All of Christ for All of Life
Grace Alone, Faith Alone, Christ Alone

13 June 2020 – 1 John 3:19-24

By this we shall know that we are of the truth and reassure our heart before him; for whenever our heart condemns us, God is greater than our heart, and he knows everything. Beloved, if our heart does not condemn us, we have confidence before God; and whatever we ask we receive from him, because we keep his commandments and do what pleases him. And this is his commandment, that we believe in the name of his Son Jesus Christ and love one another, just as he has commanded us. Whoever keeps his commandments abides in God, and God in him. And by this we know that he abides in us, by the Spirit whom he has given us. – 1 John 3:19–24

David Jackman writes:

As I have studied this letter in depth over the past few years I have sometimes found myself begging to wonder whether I have made any progress at all in the Christian life. The letter is written to give us assurance, but not infrequently it brings us to see how little like our LORD we really are and how much further we have to go. As Christians, we find that our hearts do often condemn us. Like a judge who discerns something in the prisoner which he must expose and sentence, our hearts judge us. We alone know our own inner motives and how often our love for our brothers, perhaps especially for a particular brother or sister, falls far short of what it ought to be. Our hearts know things about ourselves that are unknown to others, and their condemnation, unlike the accusations of Satan, is not [necessarily] false.

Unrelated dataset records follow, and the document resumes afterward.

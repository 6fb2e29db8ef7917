//! Persisted run artifacts: the full report, a run summary and an alert.

use std::fs;
use std::path::{Path, PathBuf};

use chrono::{DateTime, Utc};
use serde::{Deserialize, Serialize};
use tracing::info;

use crate::drift::{DriftReport, Severity, TestFamily};
use crate::error::{DriftError, Result};

const FILE_TIMESTAMP: &str = "%Y%m%d_%H%M%S";

/// Number of results per test family in one run
#[derive(Debug, Clone, Copy, PartialEq, Eq, Serialize, Deserialize)]
pub struct TestsRun {
    pub ks_tests: usize,
    pub psi_tests: usize,
    pub wasserstein_tests: usize,
    pub chi_square_tests: usize,
}

/// Condensed view of a run for downstream jobs
#[derive(Debug, Clone, PartialEq, Serialize, Deserialize)]
pub struct RunSummary {
    pub timestamp: DateTime<Utc>,
    pub drift_detected: bool,
    pub severity: Severity,
    pub reference_size: usize,
    pub current_size: usize,
    pub tests_run: TestsRun,
    /// Columns whose PSI flagged drift
    pub features_affected: Vec<String>,
}

impl RunSummary {
    pub fn from_report(report: &DriftReport) -> Self {
        Self {
            timestamp: report.timestamp(),
            drift_detected: report.drift_detected(),
            severity: report.overall_severity(),
            reference_size: report.reference_size(),
            current_size: report.current_size(),
            tests_run: TestsRun {
                ks_tests: report.results(TestFamily::Ks).len(),
                psi_tests: report.results(TestFamily::Psi).len(),
                wasserstein_tests: report.results(TestFamily::Wasserstein).len(),
                chi_square_tests: report.results(TestFamily::ChiSquare).len(),
            },
            features_affected: report
                .results(TestFamily::Psi)
                .iter()
                .filter(|r| r.drift_detected)
                .map(|r| r.column.clone())
                .collect(),
        }
    }
}

/// Alert level
#[derive(Debug, Clone, Copy, PartialEq, Eq, Serialize, Deserialize)]
#[serde(rename_all = "UPPERCASE")]
pub enum AlertLevel {
    Warning,
    Critical,
}

impl std::fmt::Display for AlertLevel {
    fn fmt(&self, f: &mut std::fmt::Formatter<'_>) -> std::fmt::Result {
        match self {
            AlertLevel::Warning => write!(f, "WARNING"),
            AlertLevel::Critical => write!(f, "CRITICAL"),
        }
    }
}

/// Notification payload for a run that detected drift
#[derive(Debug, Clone, PartialEq, Serialize, Deserialize)]
pub struct DriftAlert {
    pub level: AlertLevel,
    pub message: String,
    pub severity: Severity,
    pub features_affected: Vec<String>,
    pub action_required: bool,
}

impl DriftAlert {
    /// `None` without drift; `CRITICAL` at HIGH severity or above, else `WARNING`
    pub fn from_report(report: &DriftReport) -> Option<Self> {
        if !report.drift_detected() {
            return None;
        }
        let severity = report.overall_severity();
        let level = if severity >= Severity::High { AlertLevel::Critical } else { AlertLevel::Warning };
        Some(Self {
            level,
            message: format!("Data drift detected with {severity} severity"),
            severity,
            features_affected: report.affected_columns(),
            action_required: true,
        })
    }
}

/// Paths of the files produced by [`ReportWriter::write`]
#[derive(Debug, Clone, PartialEq, Eq)]
pub struct WrittenReport {
    pub report_path: PathBuf,
    pub summary_path: PathBuf,
}

/// Writes timestamped report and summary JSON files into one directory
#[derive(Debug, Clone)]
pub struct ReportWriter {
    dir: PathBuf,
}

impl ReportWriter {
    pub fn new(dir: impl Into<PathBuf>) -> Self {
        Self { dir: dir.into() }
    }

    pub fn dir(&self) -> &Path {
        &self.dir
    }

    /// Write `drift_report_<ts>.json` and `summary_<ts>.json`.
    ///
    /// The directory is created if needed. `<ts>` is the report timestamp
    /// as `YYYYmmdd_HHMMSS`, so two runs within the same second overwrite
    /// each other.
    pub fn write(&self, report: &DriftReport) -> Result<WrittenReport> {
        fs::create_dir_all(&self.dir).map_err(|e| {
            DriftError::io(format!("Failed to create report directory {}", self.dir.display()), e)
        })?;

        let stamp = report.timestamp().format(FILE_TIMESTAMP).to_string();
        let report_path = self.dir.join(format!("drift_report_{stamp}.json"));
        let summary_path = self.dir.join(format!("summary_{stamp}.json"));

        write_file(&report_path, &report.to_json()?)?;
        let summary = serde_json::to_string_pretty(&RunSummary::from_report(report))?;
        write_file(&summary_path, &summary)?;

        info!(report = %report_path.display(), "Report saved");
        Ok(WrittenReport { report_path, summary_path })
    }
}

fn write_file(path: &Path, contents: &str) -> Result<()> {
    fs::write(path, contents)
        .map_err(|e| DriftError::io(format!("Failed to write {}", path.display()), e))
}
//! Drift Detection Module
//!
//! Compares current data snapshots against a frozen reference dataset and
//! signals when the process has moved away from it:
//! - Kolmogorov-Smirnov test, Wasserstein distance and Population Stability
//!   Index (continuous features)
//! - Chi-square test (categorical features)
//!
//! Every run yields an immutable [`DriftReport`]; a serialized copy is kept
//! in the engine's bounded [`DriftHistory`].

mod engine;
mod history;
mod report;
mod statistics;
mod types;


pub use engine::DriftDetectionEngine;
pub use history::{DriftHistory, TrendPoint};
pub use report::DriftReport;
pub use statistics::{
    category_counts, quantile, summarize, summarize_column, CategoricalStatistics,
    ContinuousStatistics, ReferenceColumnStatistic,
};
pub use types::{DriftTestResult, Severity, TestFamily};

John does not encourage us to deny these things, or to shrug them off, but to meet their challenge by seeing that God knows more. God is greater than our hearts, and He knows everything. It is not that God minimizes or disregards our failures. In fat He knows them better than we do, for He sees and understands us even more deeply than we can ever know ourselves. He knows exactly where we are spiritually; our strengths and weaknesses, our gains and losses, our successes and failures. Our comfort is that God knows that the measure of love we do have is irrefutable evidence of the activity of the Holy Spirit in our lives, that we have been born of God, that we have crossed over from death to life. And He wants us to know it tool

MEMORY WORK – Shorter Catechism Q/A 78
Q. 78. What is forbidden in the ninth commandment?
A. The ninth commandment forbiddeth whatsoever is prejudicial to truth, or injurious to our own or our neighbor’s good name.